In Chaco Province, bordering on Paraguay, ten Peronista politicos were arrested for "disturbing law and order." In the central province of San Luis 27 noncommissioned officers routed out draftees for unscheduled "night maneuvers" that the government said were part of a plot with links to other provincial garrisons. Using information the noncoms spilled, police and loyal troops besieged the estate of a Peronista ex-Congressman, met brisk gunfire that killed one soldier before they arrested twelve plotters.
Major General Pedro Aramburu's government followed up with large-scale jailings. An estimated 3,000 to 5,000 Peronistas were behind bars; 125 labor leaders were loaded aboard a navy transport to be sent to distant Patagonia, Argentina's more than adequate substitute for Siberia.

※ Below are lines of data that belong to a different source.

//! Error vocabulary and aggregation.
//!
//! Composites collect failures across three independent axes (open, close,
//! wait). [`Error::append`] is the combinator that folds the errors of one
//! axis into a flat [`MultiError`] whose textual form is the comma-joined
//! child messages. Multi-errors are never nested.

use std::error::Error as StdError;
use std::fmt;
use std::sync::{Arc, Mutex, PoisonError};

// ── Error ─────────────────────────────────────────────────────────────────────

/// Errors surfaced by the supervision primitives.
///
/// Variant payloads are cheap to clone so that idempotent lifecycle methods
/// can hand back the same stored result on every call.
#[derive(Debug, Clone, thiserror::Error)]
pub enum Error {
    /// `close()` or `wait()` was invoked on a composite that was never
    /// opened.
    #[error("composite is not opened")]
    NotOpened,

    /// `open()` was invoked on a composite with zero children.
    #[error("composite has no children")]
    EmptyComposite,

    /// A timeout blocker reached its deadline before the supervising token
    /// was cancelled.
    #[error("deadline exceeded")]
    DeadlineExceeded,

    /// Flat aggregate of the errors collected on one axis.
    #[error(transparent)]
    Multi(MultiError),

    /// An error produced by component code.
    #[error("{0}")]
    Other(Arc<dyn StdError + Send + Sync + 'static>),
}

impl Error {
    /// Wrap an arbitrary component error.
    pub fn other<E>(err: E) -> Self
    where
        E: Into<Box<dyn StdError + Send + Sync + 'static>>,
    {
        Error::Other(Arc::from(err.into()))
    }

    /// Fold two optional errors into one.
    ///
    /// `None` is the identity. Two errors combine into a [`MultiError`];
    /// an operand that already is a `Multi` is spliced in, so the result
    /// stays flat and preserves left-to-right order.
    pub fn append(left: Option<Error>, right: Option<Error>) -> Option<Error> {
        match (left, right) {
            (None, None) => None,
            (Some(err), None) | (None, Some(err)) => Some(err),
            (Some(left), Some(right)) => {
                let mut errors = Vec::new();
                for err in [left, right] {
                    match err {
                        Error::Multi(multi) => errors.extend(multi.errors),
                        other => errors.push(other),
                    }
                }
                Some(Error::Multi(MultiError { errors }))
            }
        }
    }
}

// ── MultiError ────────────────────────────────────────────────────────────────

/// Ordered, flat aggregation of errors.
#[derive(Debug, Clone, Default)]
pub struct MultiError {
    pub errors: Vec<Error>,
}

impl fmt::Display for MultiError {
    fn fmt(&self, f: &mut fmt::Formatter<'_>) -> fmt::Result {
        for (i, err) in self.errors.iter().enumerate() {
            if i > 0 {
                f.write_str(",")?;
            }
            write!(f, "{err}")?;
        }
        Ok(())
    }
}

impl StdError for MultiError {}

// ── ErrCell ───────────────────────────────────────────────────────────────────

/// Monotone error accumulator guarding one axis of a composite.
///
/// `set` folds via [`Error::append`]; once non-empty the cell only grows,
/// it never resets.
#[derive(Default)]
pub(crate) struct ErrCell {
    inner: Mutex<Option<Error>>,
}

impl ErrCell {
    pub(crate) fn set(&self, err: Error) {
        let mut guard = self.inner.lock().unwrap_or_else(PoisonError::into_inner);
        *guard = Error::append(guard.take(), Some(err));
    }

    pub(crate) fn get(&self) -> Option<Error> {
        self.inner
            .lock()
            .unwrap_or_else(PoisonError::into_inner)
            .clone()
    }

    pub(crate) fn result(&self) -> Result<(), Error> {
        match self.get() {
            None => Ok(()),
            Some(err) => Err(err),
        }
    }
}
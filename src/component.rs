//! The component contract and the task adapter.

use std::future::Future;
use std::pin::Pin;
use std::sync::atomic::{AtomicBool, Ordering};
use std::sync::{Arc, Mutex, PoisonError};

use tokio_util::sync::CancellationToken;
use tokio_util::task::TaskTracker;

use crate::error::Error;
use crate::trap::Trap;

// ── Component ─────────────────────────────────────────────────────────────────

/// A boxed future returned by the [`Component`] lifecycle methods.
///
/// Boxing keeps the trait object-safe so children can be held as
/// `Arc<dyn Component>` and supervised from spawned tasks.
pub type ComponentFuture<'a> = Pin<Box<dyn Future<Output = Result<(), Error>> + Send + 'a>>;

/// A long-running unit with a three-phase lifecycle.
///
/// `open` blocks until initialization is complete. `close` requests
/// shutdown without waiting for termination. `wait` blocks until the
/// component has fully terminated and returns the terminal error, if any.
///
/// All three methods are idempotent: repeated calls return equal results.
/// `close` must be safe to never call — a component that terminates on its
/// own is well-behaved.
pub trait Component: Send + Sync {
    /// Block until the component is initialized.
    ///
    /// When `open` fails the caller will not invoke `close`; the component
    /// must not retain side effects that would require one.
    fn open(&self) -> ComponentFuture<'_>;

    /// Request shutdown.
    fn close(&self) -> ComponentFuture<'_>;

    /// Block until the component has terminated.
    fn wait(&self) -> ComponentFuture<'_>;
}

// ── Wrapped ───────────────────────────────────────────────────────────────────

type WrappedTask = Box<
    dyn FnOnce(CancellationToken) -> Pin<Box<dyn Future<Output = Result<(), Error>> + Send>>
        + Send,
>;

/// Adapts an async task into a [`Component`].
///
/// The task receives the component's own cancellation token and should
/// return once it observes cancellation. An `Err` from the task is trapped
/// (recorded and the token cancelled); normal completion also cancels the
/// token, so a task that finishes on its own terminates the component.
///
/// ```
/// use tokio_util::sync::CancellationToken;
/// use warden::{Component, Wrapped};
///
/// # #[tokio::main(flavor = "current_thread")]
/// # async fn main() -> Result<(), warden::Error> {
/// let parent = CancellationToken::new();
/// let worker = Wrapped::new(&parent, |shutdown| async move {
///     shutdown.cancelled().await;
///     Ok(())
/// });
///
/// worker.open().await?;
/// worker.close().await?;
/// worker.wait().await?;
/// # Ok(())
/// # }
/// ```
pub struct Wrapped {
    token: CancellationToken,
    opened: AtomicBool,
    task: Mutex<Option<WrappedTask>>,
    trap: Arc<Trap>,
    done: TaskTracker,
}

impl Wrapped {
    pub fn new<F, Fut>(parent: &CancellationToken, task: F) -> Self
    where
        F: FnOnce(CancellationToken) -> Fut + Send + 'static,
        Fut: Future<Output = Result<(), Error>> + Send + 'static,
    {
        let token = parent.child_token();
        let task: WrappedTask = Box::new(move |token| Box::pin(task(token)));
        Self {
            trap: Arc::new(Trap::new(token.clone())),
            opened: AtomicBool::new(false),
            task: Mutex::new(Some(task)),
            done: TaskTracker::new(),
            token,
        }
    }
}

impl Component for Wrapped {
    fn open(&self) -> ComponentFuture<'_> {
        Box::pin(async move {
            if self
                .opened
                .compare_exchange(false, true, Ordering::AcqRel, Ordering::Acquire)
                .is_err()
            {
                return Ok(());
            }
            let task = self
                .task
                .lock()
                .unwrap_or_else(PoisonError::into_inner)
                .take();
            if let Some(task) = task {
                let trap = Arc::clone(&self.trap);
                let token = self.token.clone();
                self.done.spawn(async move {
                    match task(token).await {
                        Ok(()) => trap.cancel(),
                        Err(err) => trap.trap(err),
                    }
                });
            }
            self.done.close();
            Ok(())
        })
    }

    fn close(&self) -> ComponentFuture<'_> {
        Box::pin(async move {
            self.token.cancel();
            Ok(())
        })
    }

    fn wait(&self) -> ComponentFuture<'_> {
        Box::pin(async move {
            self.done.wait().await;
            match self.trap.err() {
                None => Ok(()),
                Some(err) => Err(err),
            }
        })
    }
}
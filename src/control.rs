//! Leaf adapter exposing a cancellation token to user code.

use std::sync::Arc;

use tokio_util::sync::CancellationToken;

use crate::blocker::{Blocker, CompositeBlocker};
use crate::component::{Component, ComponentFuture};

/// Turns arbitrary user code into a [`Component`].
///
/// User code holds the [`token`](Control::token) and treats its
/// cancellation as the shutdown request. Attached blockers delay `wait()`
/// until their conditions resolve; the token is always cancelled before
/// blocker evaluation begins.
///
/// ```
/// use tokio_util::sync::CancellationToken;
/// use warden::{Component, Control};
///
/// # #[tokio::main(flavor = "current_thread")]
/// # async fn main() -> Result<(), warden::Error> {
/// let root = CancellationToken::new();
/// let control = Control::new(&root, Vec::new());
///
/// let shutdown = control.token();
/// tokio::spawn(async move {
///     shutdown.cancelled().await;
///     // release resources here
/// });
///
/// control.open().await?;
/// control.close().await?;
/// control.wait().await?;
/// # Ok(())
/// # }
/// ```
pub struct Control {
    token: CancellationToken,
    blocker: CompositeBlocker,
}

impl Control {
    pub fn new(parent: &CancellationToken, blockers: Vec<Arc<dyn Blocker>>) -> Self {
        Self {
            token: parent.child_token(),
            blocker: CompositeBlocker::new(blockers),
        }
    }

    /// The cancellation handle observed by the user code driving this
    /// component. Cancelled by `close()` or by the parent.
    pub fn token(&self) -> CancellationToken {
        self.token.clone()
    }
}

impl Component for Control {
    fn open(&self) -> ComponentFuture<'_> {
        Box::pin(async { Ok(()) })
    }

    fn close(&self) -> ComponentFuture<'_> {
        Box::pin(async move {
            self.token.cancel();
            self.blocker.close().await
        })
    }

    fn wait(&self) -> ComponentFuture<'_> {
        Box::pin(async move {
            self.token.cancelled().await;
            self.blocker.wait().await
        })
    }
}
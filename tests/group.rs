//! Group lifecycle scenarios.

mod common;

use std::sync::Arc;

use tokio_util::sync::CancellationToken;
use warden::{Chain, Component, Error, Group};

use common::{Counters, EventLog, Probe};

#[tokio::test]
async fn happy_path_runs_every_child_once() {
    common::init_tracing();
    let log = EventLog::new();
    let a = Probe::new("a", &log);
    let b = Probe::new("b", &log);
    let c = Probe::new("c", &log);
    let group = Group::new(
        &CancellationToken::new(),
        vec![a.clone(), b.clone(), c.clone()],
    );

    assert!(group.open().await.is_ok());
    assert!(group.close().await.is_ok());
    assert!(group.wait().await.is_ok());

    // idempotent repeats return the same results
    assert!(group.open().await.is_ok());
    assert!(group.close().await.is_ok());
    assert!(group.wait().await.is_ok());

    for probe in [&a, &b, &c] {
        assert_eq!(
            probe.counters(),
            Counters {
                open: 1,
                close: 1,
                wait: 1
            }
        );
    }
    assert_eq!(
        log.sorted(),
        [
            "a-close", "a-done", "a-open", "b-close", "b-done", "b-open", "c-close", "c-done",
            "c-open",
        ]
    );
}

#[tokio::test]
async fn open_failure_leaves_failed_child_unclosed() {
    let log = EventLog::new();
    let a = Probe::new("a", &log);
    let b = Probe::failing_open("b", &log, Error::other("b"));
    let c = Probe::new("c", &log);
    let group = Group::new(
        &CancellationToken::new(),
        vec![a.clone(), b.clone(), c.clone()],
    );

    assert_eq!(group.open().await.unwrap_err().to_string(), "b");
    assert_eq!(group.open().await.unwrap_err().to_string(), "b");
    assert!(group.wait().await.is_ok());

    assert_eq!(
        a.counters(),
        Counters {
            open: 1,
            close: 1,
            wait: 1
        }
    );
    assert_eq!(
        b.counters(),
        Counters {
            open: 1,
            close: 0,
            wait: 0
        }
    );
    assert_eq!(
        c.counters(),
        Counters {
            open: 1,
            close: 1,
            wait: 1
        }
    );
}

#[tokio::test]
async fn crashed_child_brings_down_siblings() {
    let log = EventLog::new();
    let a = Probe::new("a", &log);
    let b = Probe::new("b", &log);
    let messy = Probe::new("m", &log);
    let group = Group::new(
        &CancellationToken::new(),
        vec![a.clone(), b.clone(), messy.clone()],
    );

    assert!(group.open().await.is_ok());
    messy.terminate(Some(Error::other("err")));

    assert_eq!(group.wait().await.unwrap_err().to_string(), "err");
    assert_eq!(group.wait().await.unwrap_err().to_string(), "err");

    assert_eq!(
        a.counters(),
        Counters {
            open: 1,
            close: 1,
            wait: 1
        }
    );
    assert_eq!(
        b.counters(),
        Counters {
            open: 1,
            close: 1,
            wait: 1
        }
    );
    // the crashed child terminated by itself and is not re-closed
    assert_eq!(
        messy.counters(),
        Counters {
            open: 1,
            close: 0,
            wait: 1
        }
    );
}

#[tokio::test]
async fn parent_cancellation_is_equivalent_to_close() {
    let log = EventLog::new();
    let a = Probe::new("a", &log);
    let b = Probe::new("b", &log);
    let parent = CancellationToken::new();
    let group = Group::new(&parent, vec![a.clone(), b.clone()]);

    assert!(group.open().await.is_ok());
    parent.cancel();
    assert!(group.wait().await.is_ok());

    for probe in [&a, &b] {
        assert_eq!(
            probe.counters(),
            Counters {
                open: 1,
                close: 1,
                wait: 1
            }
        );
    }
}

#[tokio::test]
async fn close_and_wait_require_open() {
    let group = Group::new(
        &CancellationToken::new(),
        vec![Probe::new("a", &EventLog::new())],
    );

    assert!(matches!(group.close().await.unwrap_err(), Error::NotOpened));
    assert!(matches!(group.wait().await.unwrap_err(), Error::NotOpened));
}

#[tokio::test]
async fn empty_group_fails_open() {
    let group = Group::new(&CancellationToken::new(), Vec::new());

    assert!(matches!(
        group.open().await.unwrap_err(),
        Error::EmptyComposite
    ));
    assert!(matches!(
        group.open().await.unwrap_err(),
        Error::EmptyComposite
    ));
    // the open attempt consumed the once-flag; both axes drain cleanly
    assert!(group.close().await.is_ok());
    assert!(group.wait().await.is_ok());
}

#[tokio::test]
async fn group_of_chains_is_a_component() {
    let log = EventLog::new();
    let a1 = Probe::new("a1", &log);
    let a2 = Probe::new("a2", &log);
    let b1 = Probe::new("b1", &log);
    let b2 = Probe::new("b2", &log);
    let root = CancellationToken::new();
    let group = Group::new(
        &root,
        vec![
            Arc::new(Chain::new(&root, vec![a1.clone(), a2.clone()])),
            Arc::new(Chain::new(&root, vec![b1.clone(), b2.clone()])),
        ],
    );

    assert!(group.open().await.is_ok());
    assert!(group.close().await.is_ok());
    assert!(group.wait().await.is_ok());

    for probe in [&a1, &a2, &b1, &b2] {
        assert_eq!(
            probe.counters(),
            Counters {
                open: 1,
                close: 1,
                wait: 1
            }
        );
    }

    // within each chain the ordering contract holds
    let events = log.snapshot();
    let pos = |event: &str| events.iter().position(|e| e.as_str() == event).unwrap();
    for (first, second) in [("a1", "a2"), ("b1", "b2")] {
        assert!(pos(&format!("{first}-open")) < pos(&format!("{second}-open")));
        assert!(pos(&format!("{second}-close")) < pos(&format!("{second}-done")));
        assert!(pos(&format!("{second}-done")) < pos(&format!("{first}-close")));
        assert!(pos(&format!("{first}-close")) < pos(&format!("{first}-done")));
    }
}
//! pipeline-core: backward funnel planning for outbound sales campaigns.
//!
//! `funnel::calculate` is the pure core. Everything else (weekly schedule,
//! progress tracking, export, persistence) is layered on its output.

pub mod assumptions;
pub mod channel;
pub mod config;
pub mod error;
pub mod export;
pub mod funnel;
pub mod gateway;
pub mod icp;
pub mod planner;
pub mod schedule;
pub mod store;
pub mod tracking;
pub mod types;
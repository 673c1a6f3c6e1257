//! Shared primitive types used across the planner.

/// A percentage in (0, 100]. Converted to a fraction at the point of use.
pub type Percent = f64;

/// A stable, unique identifier for a saved campaign.
pub type CampaignId = String;

/// Number of months a campaign runs for.
pub type PeriodMonths = u32;

/// Longest campaign the planner schedules.
pub const MAX_PERIOD_MONTHS: PeriodMonths = 12;

/// Weeks tracked per calendar month in the progress tables.
pub const WEEKS_PER_MONTH: u32 = 4;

Peron's direction of the plotters was understandably hard for the government to prove, but some evidence existed. In Uruguay a fortnight ago, his private secretary, Luis Radeglia, who had flown in from Panama, was detained and found to have tape recordings of Peron speeches, presumably for broadcasts to the homeland. In Buenos Aires Peronistas were peddling phonograph records labeled as tangos but really pep talks by Peron.
The vigor and persistence of the disorders evidently alarmed Aramburu. At week's end the government hastily freed 66 former Peronista Congressmen "in keeping with a healthy policy of pacification." It was the first time the regime had spoken of pacification.
The new regime's headaches have economic as well as political roots. In recent weeks Aramburu has given Argentina an unpalatable dose of austerity to try to clear up the economic mess inherited from Peron. The country's best-known economist, U.N. Official Raul Prebisch, reported that government interference under Peron had crippled economic development and kept the country's average per capita income almost stationary for ten years. He recommended stripping off many controls, e.g., an artificially high peso exchange rate, and taking anti-inflationary fiscal measures. A healthy if painful readjustment is taking place.